More than 70 such babies have been born globally in the decade since. “It’s a complete new world,” said Giuliano Testa, chief of abdominal transplant at Baylor University Medical Center.
Almost a third of those babies — 22 and counting — have been born in Dallas at Baylor. On Thursday, Testa and his team published a major cohort study in JAMA analyzing the results from the program’s first 20 patients. All women were of reproductive age and had no uterus (most having been born without one), but had at least one functioning ovary. Most of the uteri came from living donors, but two came from deceased donors.
Fourteen women had successful transplants, all of whom were able to have at least one baby.  
“That success rate is extraordinary, and I want that to get out there,” said Liza Johannesson, the medical director of uterus transplants at Baylor, who works with Testa and co-authored the study. “We want this to be an option for all women out there that need it.”
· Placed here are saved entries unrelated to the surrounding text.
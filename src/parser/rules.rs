//! Date/time parsing primitives for the rule engine.
//!
//! Each `DateStyle` corresponds to one locale/format family a bundled
//! `ServerType` names in `catalog.rs`. A listing line never carries its own
//! year for the common Unix case, so the no-year resolution rule prefers
//! the past when the naive month/day would otherwise land in the future
//! relative to "now".

use crate::parser::types::DateStyle;
use chrono::{DateTime, Datelike, NaiveDate, NaiveDateTime, NaiveTime, TimeZone, Utc};

const ENGLISH_MONTHS: [&str; 12] = [
    "Jan", "Feb", "Mar", "Apr", "May", "Jun", "Jul", "Aug", "Sep", "Oct", "Nov", "Dec",
];

const GERMAN_MONTHS: [&str; 12] = [
    "Jan", "Feb", "Mär", "Apr", "Mai", "Jun", "Jul", "Aug", "Sep", "Okt", "Nov", "Dez",
];

fn month_index(name: &str, table: &[&str; 12]) -> Option<u32> {
    table
        .iter()
        .position(|m| m.eq_ignore_ascii_case(name))
        .map(|i| i as u32 + 1)
}

/// Parse a date/time capture according to `style`. `now` is injected by the
/// caller (never sampled internally) so the no-year resolution rule is
/// deterministic and testable.
pub fn parse_date(raw: &str, style: DateStyle, now: DateTime<Utc>) -> Option<DateTime<Utc>> {
    match style {
        DateStyle::UnixNoYear => parse_unix_no_year(raw, &ENGLISH_MONTHS, now),
        DateStyle::UnixNoYearGerman => parse_unix_no_year(raw, &GERMAN_MONTHS, now),
        DateStyle::UnixYearOnly => parse_unix_year_only(raw, &ENGLISH_MONTHS),
        DateStyle::WindowsAmPm => parse_windows(raw, true),
        DateStyle::Windows24Hour => parse_windows(raw, false),
        DateStyle::Vms => parse_vms(raw),
        DateStyle::Mlsd => parse_mlsd(raw),
    }
}

/// `Mon dd HH:MM` with no year — resolve against `now`, preferring the past.
fn parse_unix_no_year(raw: &str, months: &[&str; 12], now: DateTime<Utc>) -> Option<DateTime<Utc>> {
    let parts: Vec<&str> = raw.split_whitespace().collect();
    if parts.len() != 3 {
        return None;
    }
    let month = month_index(parts[0], months)?;
    let day: u32 = parts[1].parse().ok()?;
    let (hour, minute) = parts[2].split_once(':')?;
    let hour: u32 = hour.parse().ok()?;
    let minute: u32 = minute.parse().ok()?;

    let this_year = now.year();
    let candidate = NaiveDate::from_ymd_opt(this_year, month, day)
        .and_then(|d| d.and_hms_opt(hour, minute, 0))?;
    let candidate_utc = Utc.from_utc_datetime(&candidate);

    let resolved = if candidate_utc > now {
        let prev_year = NaiveDate::from_ymd_opt(this_year - 1, month, day)?;
        Utc.from_utc_datetime(&prev_year.and_hms_opt(hour, minute, 0)?)
    } else {
        candidate_utc
    };
    Some(resolved)
}

/// `Mon dd  yyyy` — an old file, no time of day reported.
fn parse_unix_year_only(raw: &str, months: &[&str; 12]) -> Option<DateTime<Utc>> {
    let parts: Vec<&str> = raw.split_whitespace().collect();
    if parts.len() != 3 {
        return None;
    }
    let month = month_index(parts[0], months)?;
    let day: u32 = parts[1].parse().ok()?;
    let year: i32 = parts[2].parse().ok()?;
    let date = NaiveDate::from_ymd_opt(year, month, day)?;
    Some(Utc.from_utc_datetime(&date.and_hms_opt(0, 0, 0)?))
}

/// `MM-DD-YY  hh:mmAM/PM` or `MM-DD-YY  HH:MM`.
fn parse_windows(raw: &str, am_pm: bool) -> Option<DateTime<Utc>> {
    let mut parts = raw.split_whitespace();
    let date_part = parts.next()?;
    let time_part = parts.next()?;

    let mut dparts = date_part.split('-');
    let month: u32 = dparts.next()?.parse().ok()?;
    let day: u32 = dparts.next()?.parse().ok()?;
    let year: i32 = dparts.next()?.parse().ok()?;
    let year = if year < 100 { 2000 + year } else { year };
    let date = NaiveDate::from_ymd_opt(year, month, day)?;

    let time = if am_pm {
        let (is_pm, clock) = if let Some(s) = time_part.strip_suffix("PM") {
            (true, s)
        } else if let Some(s) = time_part.strip_suffix("AM") {
            (false, s)
        } else {
            return None;
        };
        let (h, m) = clock.split_once(':')?;
        let mut hour: u32 = h.parse().ok()?;
        let minute: u32 = m.parse().ok()?;
        if is_pm && hour != 12 {
            hour += 12;
        }
        if !is_pm && hour == 12 {
            hour = 0;
        }
        NaiveTime::from_hms_opt(hour, minute, 0)?
    } else {
        let (h, m) = time_part.split_once(':')?;
        NaiveTime::from_hms_opt(h.parse().ok()?, m.parse().ok()?, 0)?
    };

    Some(Utc.from_utc_datetime(&NaiveDateTime::new(date, time)))
}

/// `DD-MMM-YYYY HH:MM` (OpenVMS).
fn parse_vms(raw: &str) -> Option<DateTime<Utc>> {
    let mut parts = raw.split_whitespace();
    let date_part = parts.next()?;
    let time_part = parts.next()?;

    let mut dparts = date_part.split('-');
    let day: u32 = dparts.next()?.parse().ok()?;
    let month = month_index(dparts.next()?, &ENGLISH_MONTHS)?;
    let year: i32 = dparts.next()?.parse().ok()?;
    let date = NaiveDate::from_ymd_opt(year, month, day)?;

    let (h, m) = time_part.split_once(':')?;
    let time = NaiveTime::from_hms_opt(h.parse().ok()?, m.parse().ok()?, 0)?;
    Some(Utc.from_utc_datetime(&NaiveDateTime::new(date, time)))
}

/// `YYYYMMDDHHMMSS` as used in MLSD `modify=` facts.
fn parse_mlsd(raw: &str) -> Option<DateTime<Utc>> {
    let dt = NaiveDateTime::parse_from_str(raw, "%Y%m%d%H%M%S").ok()?;
    Some(Utc.from_utc_datetime(&dt))
}

#[cfg(test)]
mod tests {
    use super::*;
    use chrono::{TimeZone, Timelike};

    fn at(y: i32, mo: u32, d: u32, h: u32, mi: u32) -> DateTime<Utc> {
        Utc.with_ymd_and_hms(y, mo, d, h, mi, 0).unwrap()
    }

    #[test]
    fn no_year_date_in_the_past_resolves_to_current_year() {
        let now = at(2026, 7, 27, 12, 0);
        let parsed = parse_date("Jan 15 09:30", DateStyle::UnixNoYear, now).unwrap();
        assert_eq!(parsed.year(), 2026);
    }

    #[test]
    fn no_year_date_that_would_be_future_resolves_to_previous_year() {
        let now = at(2026, 1, 10, 12, 0);
        let parsed = parse_date("Dec 20 09:30", DateStyle::UnixNoYear, now).unwrap();
        assert_eq!(parsed.year(), 2025);
    }

    #[test]
    fn german_month_abbreviations_are_recognised() {
        let now = at(2026, 7, 27, 12, 0);
        let parsed = parse_date("Mär 3 10:00", DateStyle::UnixNoYearGerman, now).unwrap();
        assert_eq!(parsed.month(), 3);
    }

    #[test]
    fn windows_am_pm_parses() {
        let parsed = parse_date("03-15-24  02:30PM", DateStyle::WindowsAmPm, Utc::now()).unwrap();
        assert_eq!(parsed.year(), 2024);
        assert_eq!(parsed.hour(), 14);
    }

    #[test]
    fn vms_date_parses() {
        let parsed = parse_date("15-MAR-2024 10:00", DateStyle::Vms, Utc::now()).unwrap();
        assert_eq!(parsed.year(), 2024);
        assert_eq!(parsed.month(), 3);
    }

    #[test]
    fn mlsd_compact_timestamp_parses() {
        let parsed = parse_date("20240315142233", DateStyle::Mlsd, Utc::now()).unwrap();
        assert_eq!(parsed.year(), 2024);
        assert_eq!(parsed.hour(), 14);
    }
}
Six patients had transplant failures, all within two weeks of the procedure. Part of the problem may have been a learning curve: The study initially included only 10 patients, and five of the six with failed transplants were in that first group. These were “technical” failures, Testa said, involving aspects of the surgery such as how surgeons connected the organ’s blood vessels, what material was used for sutures, and selecting a uterus that would work well in a transplant. 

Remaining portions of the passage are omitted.